[Saved data entries]
=== Section Start ===

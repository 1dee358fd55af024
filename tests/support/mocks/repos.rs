// tests/support/mocks/repos.rs
use async_trait::async_trait;
use chrono::{DateTime, Utc};
use newsdesk_core::domain::{
    content::{
        ContentId, ContentItem, ContentKind, ContentReadRepository, ContentUpdate,
        ContentWriteRepository, NewContentItem,
    },
    errors::{DomainError, DomainResult},
    publisher::{
        NewStaffAssignment, Publisher, PublisherId, PublisherRepository, StaffAssignment,
        StaffAssignmentId, StaffRepository, StaffRole,
    },
    subscription::{Subscription, SubscriptionId, SubscriptionRepository, SubscriptionTarget},
    user::{EmailAddress, User, UserId, UserRepository},
};
use std::collections::{BTreeMap, BTreeSet, HashSet};
use std::sync::{
    Mutex,
    atomic::{AtomicBool, Ordering},
};

#[derive(Default)]
struct State {
    users: BTreeMap<UserId, User>,
    publishers: BTreeMap<i64, Publisher>,
    staff: Vec<StaffAssignment>,
    content: BTreeMap<ContentId, ContentItem>,
    comments: Vec<ContentId>,
    subscriptions: Vec<Subscription>,
    next_staff_id: i64,
    next_content_id: i64,
    next_subscription_id: i64,
}

/// One in-memory store implementing every repository port, so a test can
/// seed data once and hand the same backend to all services.
#[derive(Default)]
pub struct InMemoryBackend {
    state: Mutex<State>,
    fail_recipient_lookup: AtomicBool,
}

impl InMemoryBackend {
    pub fn add_user(&self, user: User) {
        self.state.lock().unwrap().users.insert(user.id, user);
    }

    pub fn add_publisher(&self, publisher: Publisher) {
        self.state
            .lock()
            .unwrap()
            .publishers
            .insert(publisher.id.into(), publisher);
    }

    pub fn add_staff(&self, publisher_id: i64, user_id: i64, role: StaffRole) -> StaffAssignment {
        let mut state = self.state.lock().unwrap();
        state.next_staff_id += 1;
        let assignment = StaffAssignment {
            id: StaffAssignmentId::new(state.next_staff_id).unwrap(),
            publisher_id: PublisherId::new(publisher_id).unwrap(),
            user_id: UserId::new(user_id).unwrap(),
            role,
            joined_on: Utc::now().date_naive(),
        };
        state.staff.push(assignment.clone());
        assignment
    }

    pub fn add_content(&self, item: ContentItem) {
        let mut state = self.state.lock().unwrap();
        state.next_content_id = state.next_content_id.max(item.id.into());
        state.content.insert(item.id, item);
    }

    pub fn add_comment(&self, content_id: i64) {
        self.state
            .lock()
            .unwrap()
            .comments
            .push(ContentId::new(content_id).unwrap());
    }

    pub fn content(&self, id: i64) -> Option<ContentItem> {
        self.state
            .lock()
            .unwrap()
            .content
            .get(&ContentId::new(id).unwrap())
            .cloned()
    }

    pub fn comment_count(&self, id: i64) -> usize {
        let id = ContentId::new(id).unwrap();
        self.state
            .lock()
            .unwrap()
            .comments
            .iter()
            .filter(|c| **c == id)
            .count()
    }

    pub fn subscription_count(&self) -> usize {
        self.state.lock().unwrap().subscriptions.len()
    }

    pub fn staff_count(&self) -> usize {
        self.state.lock().unwrap().staff.len()
    }

    pub fn fail_recipient_lookup(&self) {
        self.fail_recipient_lookup.store(true, Ordering::SeqCst);
    }
}

#[async_trait]
impl UserRepository for InMemoryBackend {
    async fn find_by_id(&self, id: UserId) -> DomainResult<Option<User>> {
        Ok(self.state.lock().unwrap().users.get(&id).cloned())
    }
}

#[async_trait]
impl PublisherRepository for InMemoryBackend {
    async fn find_by_id(&self, id: PublisherId) -> DomainResult<Option<Publisher>> {
        Ok(self.state.lock().unwrap().publishers.get(&id.into()).cloned())
    }
}

#[async_trait]
impl StaffRepository for InMemoryBackend {
    async fn insert(&self, assignment: NewStaffAssignment) -> DomainResult<StaffAssignment> {
        let mut state = self.state.lock().unwrap();
        if let Some(existing) = state.staff.iter().find(|s| {
            s.publisher_id == assignment.publisher_id
                && s.user_id == assignment.user_id
                && s.role == assignment.role
        }) {
            return Ok(existing.clone());
        }
        state.next_staff_id += 1;
        let stored = StaffAssignment {
            id: StaffAssignmentId::new(state.next_staff_id)?,
            publisher_id: assignment.publisher_id,
            user_id: assignment.user_id,
            role: assignment.role,
            joined_on: assignment.joined_on,
        };
        state.staff.push(stored.clone());
        Ok(stored)
    }

    async fn find_by_id(&self, id: StaffAssignmentId) -> DomainResult<Option<StaffAssignment>> {
        Ok(self
            .state
            .lock()
            .unwrap()
            .staff
            .iter()
            .find(|s| s.id == id)
            .cloned())
    }

    async fn delete(&self, id: StaffAssignmentId) -> DomainResult<()> {
        let mut state = self.state.lock().unwrap();
        let before = state.staff.len();
        state.staff.retain(|s| s.id != id);
        if state.staff.len() == before {
            return Err(DomainError::NotFound("staff assignment not found".into()));
        }
        Ok(())
    }

    async fn exists(
        &self,
        publisher_id: PublisherId,
        user_id: UserId,
        role: StaffRole,
    ) -> DomainResult<bool> {
        Ok(self.state.lock().unwrap().staff.iter().any(|s| {
            s.publisher_id == publisher_id && s.user_id == user_id && s.role == role
        }))
    }

    async fn list_by_publisher(
        &self,
        publisher_id: PublisherId,
    ) -> DomainResult<Vec<StaffAssignment>> {
        Ok(self
            .state
            .lock()
            .unwrap()
            .staff
            .iter()
            .filter(|s| s.publisher_id == publisher_id)
            .cloned()
            .collect())
    }

    async fn publishers_for(
        &self,
        user_id: UserId,
        role: StaffRole,
    ) -> DomainResult<HashSet<PublisherId>> {
        Ok(self
            .state
            .lock()
            .unwrap()
            .staff
            .iter()
            .filter(|s| s.user_id == user_id && s.role == role)
            .map(|s| s.publisher_id)
            .collect())
    }
}

#[async_trait]
impl ContentWriteRepository for InMemoryBackend {
    async fn insert(&self, item: NewContentItem) -> DomainResult<ContentItem> {
        let mut state = self.state.lock().unwrap();
        state.next_content_id += 1;
        let stored = ContentItem {
            id: ContentId::new(state.next_content_id)?,
            kind: item.kind,
            title: item.title,
            body: item.body,
            author_id: item.author_id,
            publisher_id: item.publisher_id,
            category_id: item.category_id,
            image_path: item.image_path,
            is_independent: item.is_independent,
            approval: None,
            published_at: None,
            created_at: item.created_at,
            updated_at: item.created_at,
        };
        state.content.insert(stored.id, stored.clone());
        Ok(stored)
    }

    async fn update(&self, update: ContentUpdate) -> DomainResult<ContentItem> {
        let mut state = self.state.lock().unwrap();
        let item = state
            .content
            .get_mut(&update.id)
            .ok_or_else(|| DomainError::NotFound("content not found".into()))?;
        if item.updated_at != update.original_updated_at {
            return Err(DomainError::Conflict(
                "content was modified concurrently".into(),
            ));
        }
        if let Some(title) = update.title {
            item.title = title;
        }
        if let Some(body) = update.body {
            item.body = body;
        }
        if let Some(category) = update.category_id {
            item.category_id = category;
        }
        if let Some(image) = update.image_path {
            item.image_path = image;
        }
        if let Some(approval) = update.approval {
            item.approval = Some(approval);
        }
        if let Some(published_at) = update.published_at {
            item.published_at = Some(published_at);
        }
        item.updated_at = update.updated_at;
        Ok(item.clone())
    }

    async fn delete(&self, id: ContentId) -> DomainResult<()> {
        let mut state = self.state.lock().unwrap();
        if state.content.remove(&id).is_none() {
            return Err(DomainError::NotFound("content not found".into()));
        }
        state.comments.retain(|c| *c != id);
        Ok(())
    }
}

#[async_trait]
impl ContentReadRepository for InMemoryBackend {
    async fn find_by_id(&self, id: ContentId) -> DomainResult<Option<ContentItem>> {
        Ok(self.state.lock().unwrap().content.get(&id).cloned())
    }

    async fn list_unpublished(&self, kind: ContentKind) -> DomainResult<Vec<ContentItem>> {
        Ok(self
            .state
            .lock()
            .unwrap()
            .content
            .values()
            .filter(|item| item.kind == kind && !item.is_published())
            .cloned()
            .collect())
    }

    async fn list_published_from(
        &self,
        kind: ContentKind,
        publishers: &[PublisherId],
        authors: &[UserId],
    ) -> DomainResult<Vec<ContentItem>> {
        Ok(self
            .state
            .lock()
            .unwrap()
            .content
            .values()
            .filter(|item| item.kind == kind && item.is_published())
            .filter(|item| {
                item.publisher_id.is_some_and(|p| publishers.contains(&p))
                    || authors.contains(&item.author_id)
            })
            .cloned()
            .collect())
    }
}

#[async_trait]
impl SubscriptionRepository for InMemoryBackend {
    async fn get_or_create(
        &self,
        subscriber_id: UserId,
        target: SubscriptionTarget,
        now: DateTime<Utc>,
    ) -> DomainResult<(Subscription, bool)> {
        let mut state = self.state.lock().unwrap();
        if let Some(existing) = state
            .subscriptions
            .iter()
            .find(|s| s.subscriber_id == subscriber_id && s.target == target)
        {
            return Ok((existing.clone(), false));
        }
        state.next_subscription_id += 1;
        let created = Subscription {
            id: SubscriptionId::new(state.next_subscription_id)?,
            subscriber_id,
            target,
            created_at: now,
        };
        state.subscriptions.push(created.clone());
        Ok((created, true))
    }

    async fn delete(&self, subscriber_id: UserId, target: SubscriptionTarget) -> DomainResult<bool> {
        let mut state = self.state.lock().unwrap();
        let before = state.subscriptions.len();
        state
            .subscriptions
            .retain(|s| !(s.subscriber_id == subscriber_id && s.target == target));
        Ok(state.subscriptions.len() != before)
    }

    async fn exists(&self, subscriber_id: UserId, target: SubscriptionTarget) -> DomainResult<bool> {
        Ok(self
            .state
            .lock()
            .unwrap()
            .subscriptions
            .iter()
            .any(|s| s.subscriber_id == subscriber_id && s.target == target))
    }

    async fn publishers_of(&self, subscriber_id: UserId) -> DomainResult<Vec<PublisherId>> {
        Ok(self
            .state
            .lock()
            .unwrap()
            .subscriptions
            .iter()
            .filter(|s| s.subscriber_id == subscriber_id)
            .filter_map(|s| s.target.publisher_id())
            .collect())
    }

    async fn journalists_of(&self, subscriber_id: UserId) -> DomainResult<Vec<UserId>> {
        Ok(self
            .state
            .lock()
            .unwrap()
            .subscriptions
            .iter()
            .filter(|s| s.subscriber_id == subscriber_id)
            .filter_map(|s| s.target.journalist_id())
            .collect())
    }

    async fn subscriber_emails(&self, target: SubscriptionTarget) -> DomainResult<Vec<EmailAddress>> {
        if self.fail_recipient_lookup.load(Ordering::SeqCst) {
            return Err(DomainError::Persistence("connection reset".into()));
        }
        let state = self.state.lock().unwrap();
        let emails: BTreeSet<EmailAddress> = state
            .subscriptions
            .iter()
            .filter(|s| s.target == target)
            .filter_map(|s| state.users.get(&s.subscriber_id))
            .map(|u| u.email.clone())
            .collect();
        Ok(emails.into_iter().collect())
    }
}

=== Section End ===

> _AIM OF THE TASK_: Copy each line in the entries above where "SubscriptionId" turns up.

> _SOLUTION TO THIS PROBLEM_:
    subscription::{Subscription, SubscriptionId, SubscriptionRepository, SubscriptionTarget},
            id: SubscriptionId::new(state.next_subscription_id)?,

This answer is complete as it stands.